> [Assigned task]: Below are records; state how many of their lines hold the word "pair", and give only the figure.

> [Records for this exercise]:
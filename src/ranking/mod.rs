// Copyright 2025-present Harīṣh Tummalachērla
// SPDX-License-Identifier: Apache-2.0

//! Ranked retrieval: the segment tree, the heap, and the top-k loop that joins them.
//!
//! The segment tree answers "best word in `[l, r)`" in O(log n). The heap
//! orders the best words of disjoint intervals. Neither is useful alone for
//! autocomplete; [`top_k_indices`] combines them so that asking for ten
//! suggestions costs about ten tree queries, not a sort of every match.

mod order;
mod queue;
mod segment_tree;
mod top_k;

pub use order::RankOrder;
pub use queue::PriorityQueue;
pub use segment_tree::{Combine, SegmentTree};
pub use top_k::{top_k_indices, RankTree};
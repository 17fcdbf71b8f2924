// Copyright 2025-present Harīṣh Tummalachērla
// SPDX-License-Identifier: Apache-2.0

//! Construction options.
//!
//! There are only two knobs. The separator is the reserved code point that
//! delimits words in the concatenated buffer. Snapshot verification decides
//! how much of a deserialized index is re-checked before it is trusted.
//!
//! Word order is fixed to Unicode code point order, which is the same as
//! UTF-8 byte order. It is not configurable: prefix bounds depend on the
//! build-time order and the query-time comparison agreeing exactly, and
//! locale-sensitive collation does not give that guarantee across machines.

use serde::{Deserialize, Serialize};

use crate::error::{CompletionError, Result};

/// Default separator: U+0001 (START OF HEADING), never found in ordinary words.
pub const DEFAULT_SEPARATOR: char = '\u{1}';

/// Options applied when building or restoring a [`CompletionIndex`](crate::CompletionIndex).
#[derive(Debug, Clone, Copy, PartialEq, Eq, Serialize, Deserialize)]
#[serde(default, rename_all = "camelCase")]
pub struct CompletionsConfig {
    /// Reserved word delimiter. Words containing it are rejected.
    pub separator: char,
    /// Run the O(n) structural checks when restoring a snapshot.
    ///
    /// With this off only O(1) shape checks and index bounds are validated,
    /// so a corrupted payload can produce wrong (but memory-safe) results.
    pub verify_snapshots: bool,
}

impl Default for CompletionsConfig {
    fn default() -> Self {
        Self {
            separator: DEFAULT_SEPARATOR,
            verify_snapshots: true,
        }
    }
}

impl CompletionsConfig {
    /// Use `separator`, which must be exactly one character.
    pub fn with_separator(mut self, separator: &str) -> Result<Self> {
        self.separator = parse_separator(separator)?;
        Ok(self)
    }

    pub fn with_verify_snapshots(mut self, verify: bool) -> Self {
        self.verify_snapshots = verify;
        self
    }
}

/// Parse a separator string, enforcing the one-character rule.
pub(crate) fn parse_separator(separator: &str) -> Result<char> {
    let mut chars = separator.chars();
    match (chars.next(), chars.next()) {
        (Some(c), None) => Ok(c),
        _ => Err(CompletionError::config(format!(
            "separator must be exactly one character, got {} characters",
            separator.chars().count()
        ))),
    }
}
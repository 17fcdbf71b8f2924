// Copyright 2025-present Harīṣh Tummalachērla
// SPDX-License-Identifier: Apache-2.0

//! Prefix and top-k queries against a brute-force reference.
//!
//! Arbitrary words, arbitrary ranks, arbitrary prefixes. Emoji, combining
//! marks and the separator itself all show up. The index must agree with a
//! linear scan on every one of them.

#![no_main]

use arbitrary::Arbitrary;
use fastcomplete::testing::{brute_force_prefix, brute_force_top_k};
use fastcomplete::{CompletionError, CompletionIndex, DEFAULT_SEPARATOR};
use libfuzzer_sys::fuzz_target;

#[derive(Debug, Arbitrary)]
struct Input {
    words: Vec<(String, i16)>,
    prefix: String,
    k: u8,
}

fuzz_target!(|input: Input| {
    // Cap sizes to avoid timeouts
    let ranked: Vec<(&str, f64)> = input
        .words
        .iter()
        .take(256)
        .map(|(w, r)| (w.as_str(), f64::from(*r)))
        .collect();
    let k = usize::from(input.k);

    let index = match CompletionIndex::from_ranked_words(ranked.iter().copied()) {
        Ok(index) => index,
        Err(CompletionError::InvalidWord { .. }) => {
            assert!(ranked
                .iter()
                .any(|(w, _)| w.is_empty() || w.contains(DEFAULT_SEPARATOR)));
            return;
        }
        Err(e) => panic!("unexpected build error: {}", e),
    };

    let words: Vec<&str> = ranked.iter().map(|&(w, _)| w).collect();
    let expected = brute_force_prefix(&words, &input.prefix);
    assert_eq!(index.find_words(&input.prefix), expected);
    assert_eq!(index.count_prefix(&input.prefix), expected.len());

    let top = index
        .find_top_k_words(&input.prefix, k)
        .expect("ranked index must answer top-k");
    assert_eq!(top, brute_force_top_k(&ranked, &input.prefix, k));
});
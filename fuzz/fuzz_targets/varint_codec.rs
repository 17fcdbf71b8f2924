// Copyright 2025-present Harīṣh Tummalachērla
// SPDX-License-Identifier: Apache-2.0

//! Fuzz target for varint (LEB128) encoding/decoding.
//!
//! Varints carry every offset and tree slot in the binary format. If roundtrip
//! fails or decode panics on malformed input, everything built on top breaks.

#![no_main]

use fastcomplete::binary::{decode_tree, decode_varint, decode_word_starts, encode_varint};
use libfuzzer_sys::fuzz_target;

fuzz_target!(|data: &[u8]| {
    // decode_varint returns Ok or Err, never panics
    if let Ok((value, consumed)) = decode_varint(data) {
        let mut reencoded = Vec::new();
        encode_varint(value, &mut reencoded);

        let (redecoded, reconsumed) = decode_varint(&reencoded)
            .expect("Re-encoding of valid value should always decode");
        assert_eq!(value, redecoded, "Roundtrip failed: {} != {}", value, redecoded);
        assert_eq!(reconsumed, reencoded.len());

        assert!(consumed <= 10, "Varint consumed {} bytes, max should be 10", consumed);
        assert!(consumed <= data.len());
    }

    // Section decoders built on varints must not panic either
    if let Ok(starts) = decode_word_starts(data, data.len().min(64)) {
        for pair in starts.windows(2) {
            assert!(pair[0] < pair[1], "word starts not ascending: {:?}", pair);
        }
    }
    if let Ok((n, slots)) = decode_tree(data) {
        assert_eq!(slots.len(), 2 * n);
    }
});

> [Written response]: 2